Nun einfach, indem bei jeder „gewichtigen Entscheidung“ demokratisch alle Seiten angehört werden, welche Vorschläge und Interessen sie haben, was sie also meinen, welche Lösung sie als absolut gut für auch alle anderen Menschen ansehen. Nach dieser demokratischen gleichberechtigten Anhörung wird gemeinschaftlich entschieden, welche Lösung als Diktat für alle Menschen erlassen wird.
Dieses politische Gremium gab es bereits einmal. Und als es abgeschafft wurde, habe ich mir gewünscht, daß es weiteren Bestand haben sollte, denn es war unübertroffen gut. Dieses parteipolitische Gremium war der „runde Tisch“ der in der Wendezeit in der DDR überall gebildet wurde. Das war und ist noch immer, eine Basisdemokratische Einrichtung. Liebe AFD, wenn sie diese runden Tische in ihr Parteiprogramm einschreiben, sind sie wirklich nicht mehr zu übertreffen, denn dann sind sie als Partei nicht mehr angreifbar, weil es die Partei, die sich für die Rechte der Menschen einsetzt, dann nicht mehr braucht, weil die Menschen dann einfach diese Rechte haben und wahrnehmen!
Glaubenstheorie:
Wenn Jesus sagt: „Liebe deine Feinde!“ so meint er vielleicht:
Du hast keine Feinde, denn nicht nur die AFD, sondern wir alle wollen in unsere gute Zukunft reisen.

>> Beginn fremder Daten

//! Inline styles kept in the `style` attribute

use crate::accessor::{self, NodeRef};
use crate::console::Console;
use crate::document::Document;
use crate::error::{DomError, Result};
use crate::types::{NodeId, NodeType};
use crate::utils;
use crate::wrap::describe;
use ahash::AHashSet;

/// Write CSS declarations into the target's inline style, returns the target
///
/// Property names may be camelCase (`backgroundColor`) or CSS form. An empty
/// value removes the declaration.
pub fn apply_style<'a>(
    doc: &mut Document,
    target: impl Into<NodeRef<'a>>,
    rules: &[(&str, &str)],
) -> Result<NodeId> {
    let target = target.into();
    let node_id = accessor::resolve(doc, target).ok_or_else(|| {
        DomError::NotFound(format!("{} is not a valid element reference", describe(target)))
    })?;
    style_node(doc, node_id, rules)?;
    Ok(node_id)
}

fn style_node(doc: &mut Document, node_id: NodeId, rules: &[(&str, &str)]) -> Result<()> {
    let node = doc.arena_mut().get_mut(node_id)?;
    if node.node_type != NodeType::Element {
        return Err(DomError::InvalidArgument(format!(
            "{} cannot carry a style",
            node.node_name
        )));
    }

    let mut decls = utils::parse_style_declarations(node.attr("style"));
    for (prop, value) in rules {
        let prop = utils::js_prop_to_css_name(prop);
        let value = value.trim();
        match decls.iter().position(|(p, _)| *p == prop) {
            Some(index) if value.is_empty() => {
                decls.remove(index);
            }
            Some(index) => decls[index].1 = value.to_string(),
            None if value.is_empty() => {}
            None => decls.push((prop, value.to_string())),
        }
    }

    if decls.is_empty() {
        node.attributes.remove("style");
    } else {
        node.set_attr("style", &utils::serialize_style_declarations(&decls));
    }
    tracing::debug!("styled node {} with {} rules", node_id, rules.len());
    Ok(())
}

/// Style every target that resolves, each node once; returns how many were styled
///
/// Targets that do not resolve are skipped.
pub fn style_all<'a, I, T>(doc: &mut Document, rules: &[(&str, &str)], targets: I) -> Result<usize>
where
    I: IntoIterator<Item = T>,
    T: Into<NodeRef<'a>>,
{
    let mut seen = AHashSet::new();
    let mut ordered = Vec::new();
    for target in targets {
        let target = target.into();
        match accessor::resolve(doc, target) {
            Some(node_id) if seen.insert(node_id) => ordered.push(node_id),
            Some(_) => {}
            None => tracing::trace!("style_all: skipping {}", describe(target)),
        }
    }

    for &node_id in &ordered {
        style_node(doc, node_id, rules)?;
    }
    Ok(ordered.len())
}

/// `property: value;` lines for every styled element in document order,
/// blocks separated by an empty line
pub fn inline_style_dump(doc: &Document) -> Vec<String> {
    let arena = doc.arena();
    let mut lines = Vec::new();
    for node_id in arena.find(|node| node.is_element() && node.attr("style").is_some()) {
        let Ok(node) = arena.get(node_id) else {
            continue;
        };
        let decls = utils::parse_style_declarations(node.attr("style"));
        if decls.is_empty() {
            continue;
        }
        if !lines.is_empty() {
            lines.push(String::new());
        }
        lines.extend(decls.iter().map(|(prop, value)| format!("{prop}: {value};")));
    }
    lines
}

/// Dump every inline style to the console, returns the number of lines written
pub fn print_inline_styles(doc: &Document, console: &mut Console) -> usize {
    let lines = inline_style_dump(doc);
    let count = lines.len();
    for line in lines {
        console.log(line);
    }
    count
}
//! Wrap engine and deep wrap driver
//!
//! `wrap_around` puts a new container exactly where the target used to sit
//! and moves the target inside it. `wrap_deeply` repeats that over a list of
//! wrapper specs. Every pass wraps whatever currently sits where the target
//! used to be, so the first spec applied ends up innermost:
//!
//! ```text
//! wrap_deeply(span, [div, section], forward)   body > section > div > span
//! wrap_deeply(span, [div, section], backward)  body > div > section > span
//! ```

use crate::accessor::{self, NodeRef};
use crate::arena::AdjacentPosition;
use crate::document::Document;
use crate::error::{DomError, Result};
use crate::factory;
use crate::types::{AttributeSet, NodeId, WrapperSpec};
use serde_json::Value;

/// Wrap `target` in a new `tag` element, returns the container
///
/// A target without a parent still ends up inside the container, but the
/// container itself stays detached.
pub fn wrap_around<'a>(
    doc: &mut Document,
    target: impl Into<NodeRef<'a>>,
    tag: &str,
    attrs: Option<&AttributeSet>,
) -> Result<NodeId> {
    let target = target.into();
    let node_id = accessor::resolve(doc, target)
        .ok_or_else(|| DomError::NotFound(describe(target)))?;
    wrap_node(doc, node_id, tag, attrs)
}

fn wrap_node(
    doc: &mut Document,
    node_id: NodeId,
    tag: &str,
    attrs: Option<&AttributeSet>,
) -> Result<NodeId> {
    if doc.arena().is_inclusive_ancestor(node_id, doc.body()) {
        return Err(DomError::InvalidArgument(format!(
            "{} encloses the body and cannot be wrapped",
            doc.node(node_id)?.node_name
        )));
    }

    let arena = doc.arena();
    let parent = arena.parent(node_id);
    let previous = arena.previous_sibling(node_id);
    let next = arena.next_sibling(node_id);

    let container = factory::create(doc, tag, attrs)?;
    doc.arena_mut().append_child(container, node_id)?;

    let Some(parent) = parent else {
        tracing::debug!("wrapped detached node {} in {}", node_id, tag);
        return Ok(container);
    };

    // One insertion is enough: either anchor yields the target's old slot
    let (anchor, position) = match (previous, next) {
        (Some(previous), _) => (previous, AdjacentPosition::AfterEnd),
        (None, Some(next)) => (next, AdjacentPosition::BeforeBegin),
        (None, None) => (parent, AdjacentPosition::BeforeEnd),
    };
    doc.arena_mut().insert_adjacent(anchor, position, container)?;

    tracing::debug!("wrapped node {} in {} (container {})", node_id, tag, container);
    Ok(container)
}

/// Wrap `target` once per spec, returns the containers in creation order
///
/// Forward mode walks `specs` from first to last, backward mode from last to
/// first. The target is resolved once; each later pass wraps the container
/// made by the pass before it. Every tag is checked before the first pass, so
/// a bad spec leaves the tree untouched.
pub fn wrap_deeply<'a>(
    doc: &mut Document,
    target: impl Into<NodeRef<'a>>,
    specs: &[WrapperSpec],
    forward: bool,
) -> Result<Vec<NodeId>> {
    if specs.is_empty() {
        return Ok(Vec::new());
    }
    let target = target.into();
    let node_id = accessor::resolve(doc, target)
        .ok_or_else(|| DomError::NotFound(describe(target)))?;
    for spec in specs {
        factory::check_tag(&spec.tag)?;
    }

    let ordered: Box<dyn Iterator<Item = &WrapperSpec>> = if forward {
        Box::new(specs.iter())
    } else {
        Box::new(specs.iter().rev())
    };

    let mut containers = Vec::with_capacity(specs.len());
    let mut outermost = node_id;
    for spec in ordered {
        outermost = wrap_node(doc, outermost, &spec.tag, spec.attributes.as_ref())?;
        containers.push(outermost);
    }
    Ok(containers)
}

/// Parse a JSON wrapper spec list such as `[["div", {"id": "a"}], ["section"]]`
pub fn parse_wrapper_specs(value: &Value) -> Result<Vec<WrapperSpec>> {
    if !value.is_array() {
        return Err(DomError::InvalidArgument(
            "wrapper specs must be an array".to_string(),
        ));
    }
    serde_json::from_value(value.clone())
        .map_err(|err| DomError::InvalidArgument(format!("malformed wrapper spec: {err}")))
}

pub(crate) fn describe(target: NodeRef<'_>) -> String {
    match target {
        NodeRef::Selector(selector) => format!("'{selector}'"),
        NodeRef::Node(node_id) => format!("node {node_id}"),
        NodeRef::None => "no element".to_string(),
    }
}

Deshalb sorgen Sie dafür, daß die Menschen, die einen Gegensatz zu Ihrer Meinung bilden, sich in eine gemeinsam gute Richtung weiterbewegen können. Den politischen Gegner zu bekämpfen, ist die eine Sache, sich mit ihm zu beschäftigen ist die andere Sache. Können die gegenwärtigen Parteien sich nicht für die AFD öffnen, weil sie mit und in sich zu sehr selbst verstrickt sind? Steht das Kapital über allen anderen Interessen? Im Interesse aller Bürger eines Landes, dürfen Sie sich selbst reformieren. Beginnen Sie die politisch konstruktive Diskussion mit entgegenstehenden Parteien. Bilden Sie runde Tische und hören Sie die Meinung ihres politischen Gegners. Und regieren Sie GEMEINSAM diktatorisch im „gemeinsamen Interesse“ aller Bürger. Bilden Sie eine gemeinsame Dimension in der Raumzeit und keine zwei sich raumgleich widersprüchlich unversöhnlich überlagernden Dimensionen.